# Prompt
Filter the material below down to the lines with the word "keys" and give those lines.

# Information provided
%%

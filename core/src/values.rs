//! Multi-valued form data with indexed keys for repeated fields.
//!
//! A key holding one value is stored bare (`tags`). Once a second value is
//! added the bare entry moves to `tags.0` and the new value lands in
//! `tags.1`; later values continue at `tags.2`, `tags.3`, ... This is the
//! shape the content API expects for slice-typed fields.
//!
//! The bare-to-indexed migration means `get("tags")` changes shape between
//! the first and second `add`. Callers that know a field is a sequence can
//! `declare` it `Arity::Repeated`, which stores every value indexed from the
//! start. Undeclared keys keep the migrating layout so single values stay
//! bare on the wire.

use std::collections::{BTreeMap, BTreeSet};
use std::fmt;

/// Separator between a key and its value index.
///
/// Logical keys are not checked for it. A key that already contains the
/// separator shares the stored-key namespace with indexed entries, so
/// `add("tags.0", ..)` on a set whose `tags` holds two values overwrites the
/// stored `tags.0`. Callers mixing such keys must keep them disjoint.
pub const INDEX_SEPARATOR: char = '.';

/// How values for a key are laid out.
#[derive(Debug, Clone, Copy, PartialEq, Eq, Default)]
pub enum Arity {
    /// One value is stored bare; a second value migrates to indexed keys.
    #[default]
    Single,
    /// Values are always stored as `key.0 … key.(n-1)`.
    Repeated,
}

/// Result of `ValueSet::get`.
#[derive(Debug, Clone, PartialEq, Eq)]
pub enum FieldValue {
    Scalar(String),
    Repeated(Vec<String>),
}

impl FieldValue {
    pub fn as_scalar(&self) -> Option<&str> {
        match self {
            FieldValue::Scalar(s) => Some(s),
            FieldValue::Repeated(_) => None,
        }
    }

    /// All values in order; a scalar yields a one-element list.
    pub fn into_vec(self) -> Vec<String> {
        match self {
            FieldValue::Scalar(s) => vec![s],
            FieldValue::Repeated(v) => v,
        }
    }
}

impl PartialEq<&str> for FieldValue {
    fn eq(&self, other: &&str) -> bool {
        self.as_scalar() == Some(*other)
    }
}

impl PartialEq<Vec<&str>> for FieldValue {
    fn eq(&self, other: &Vec<&str>) -> bool {
        match self {
            FieldValue::Repeated(v) => v.iter().map(String::as_str).eq(other.iter().copied()),
            FieldValue::Scalar(_) => false,
        }
    }
}

/// Ordered, multi-valued key/value container used to build form bodies.
#[derive(Debug, Clone, Default, PartialEq, Eq)]
pub struct ValueSet {
    /// Stored (possibly indexed) key → value.
    values: BTreeMap<String, String>,
    /// Logical key → number of values.
    counts: BTreeMap<String, usize>,
    repeated: BTreeSet<String>,
}

fn indexed(key: &str, i: usize) -> String {
    format!("{key}{INDEX_SEPARATOR}{i}")
}

impl ValueSet {
    pub fn new() -> Self {
        Self::default()
    }

    /// Declare the layout of `key`. Values already present are re-laid out
    /// in their original order.
    pub fn declare(&mut self, key: &str, arity: Arity) {
        if self.arity(key) == arity {
            return;
        }
        let existing = self.get(key).into_vec();
        let had_values = self.count(key) > 0;
        self.del(key);
        match arity {
            Arity::Repeated => {
                self.repeated.insert(key.to_string());
            }
            Arity::Single => {
                self.repeated.remove(key);
            }
        }
        if had_values {
            for value in existing {
                self.add(key, value);
            }
        }
    }

    pub fn arity(&self, key: &str) -> Arity {
        if self.repeated.contains(key) {
            Arity::Repeated
        } else {
            Arity::Single
        }
    }

    /// Number of values held for `key`.
    pub fn count(&self, key: &str) -> usize {
        self.counts.get(key).copied().unwrap_or(0)
    }

    /// Append a value for `key`.
    pub fn add(&mut self, key: &str, value: impl Into<String>) {
        let n = self.count(key);
        let value = value.into();

        if n == 0 && self.arity(key) == Arity::Single {
            self.values.insert(key.to_string(), value);
        } else {
            if n == 1 && self.arity(key) == Arity::Single {
                if let Some(bare) = self.values.remove(key) {
                    self.values.insert(indexed(key, 0), bare);
                }
            }
            self.values.insert(indexed(key, n), value);
        }

        self.counts.insert(key.to_string(), n + 1);
    }

    /// Replace every value of `key` with a single value.
    pub fn set(&mut self, key: &str, value: impl Into<String>) {
        self.del(key);
        self.add(key, value);
    }

    /// Look up `key`. A dotted key (`tags.1`) addresses one stored entry
    /// directly; an absent key yields an empty scalar.
    pub fn get(&self, key: &str) -> FieldValue {
        if key.contains(INDEX_SEPARATOR) {
            return FieldValue::Scalar(self.values.get(key).cloned().unwrap_or_default());
        }

        match (self.count(key), self.arity(key)) {
            (0, _) => FieldValue::Scalar(String::new()),
            (1, Arity::Single) => {
                FieldValue::Scalar(self.values.get(key).cloned().unwrap_or_default())
            }
            (n, _) => FieldValue::Repeated(
                (0..n)
                    .map(|i| self.values.get(&indexed(key, i)).cloned().unwrap_or_default())
                    .collect(),
            ),
        }
    }

    /// Remove `key` and all of its indexed entries.
    pub fn del(&mut self, key: &str) {
        let n = self.count(key);
        self.values.remove(key);
        for i in 0..n {
            self.values.remove(&indexed(key, i));
        }
        self.counts.remove(key);
    }

    /// Stored `(field name, value)` pairs for `key` in index order, exactly as
    /// they go on the wire.
    pub fn entries(&self, key: &str) -> Vec<(String, &str)> {
        let n = self.count(key);
        if n == 1 && self.arity(key) == Arity::Single {
            return self
                .values
                .get(key)
                .map(|v| vec![(key.to_string(), v.as_str())])
                .unwrap_or_default();
        }
        (0..n)
            .filter_map(|i| {
                let name = indexed(key, i);
                self.values.get(&name).map(|v| (name, v.as_str()))
            })
            .collect()
    }

    /// Logical keys (as passed to `add`/`set`) in sorted order.
    pub fn keys(&self) -> impl Iterator<Item = &str> {
        self.counts.keys().map(String::as_str)
    }

    /// Number of logical keys.
    pub fn len(&self) -> usize {
        self.counts.len()
    }

    pub fn is_empty(&self) -> bool {
        self.counts.is_empty()
    }

    /// URL query encoding of every stored entry, sorted by stored key.
    pub fn encode(&self) -> String {
        let mut serializer = url::form_urlencoded::Serializer::new(String::new());
        for (k, v) in &self.values {
            serializer.append_pair(k, v);
        }
        serializer.finish()
    }
}

impl fmt::Display for ValueSet {
    fn fmt(&self, f: &mut fmt::Formatter<'_>) -> fmt::Result {
        f.write_str(&self.encode())
    }
}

%%

# Task result
//! Multi-valued form data with indexed keys for repeated fields.
//! start. Undeclared keys keep the migrating layout so single values stay
/// Logical keys are not checked for it. A key that already contains the
/// stored `tags.0`. Callers mixing such keys must keep them disjoint.
    /// One value is stored bare; a second value migrates to indexed keys.
    /// Logical keys (as passed to `add`/`set`) in sorted order.
    pub fn keys(&self) -> impl Iterator<Item = &str> {
        self.counts.keys().map(String::as_str)
    /// Number of logical keys.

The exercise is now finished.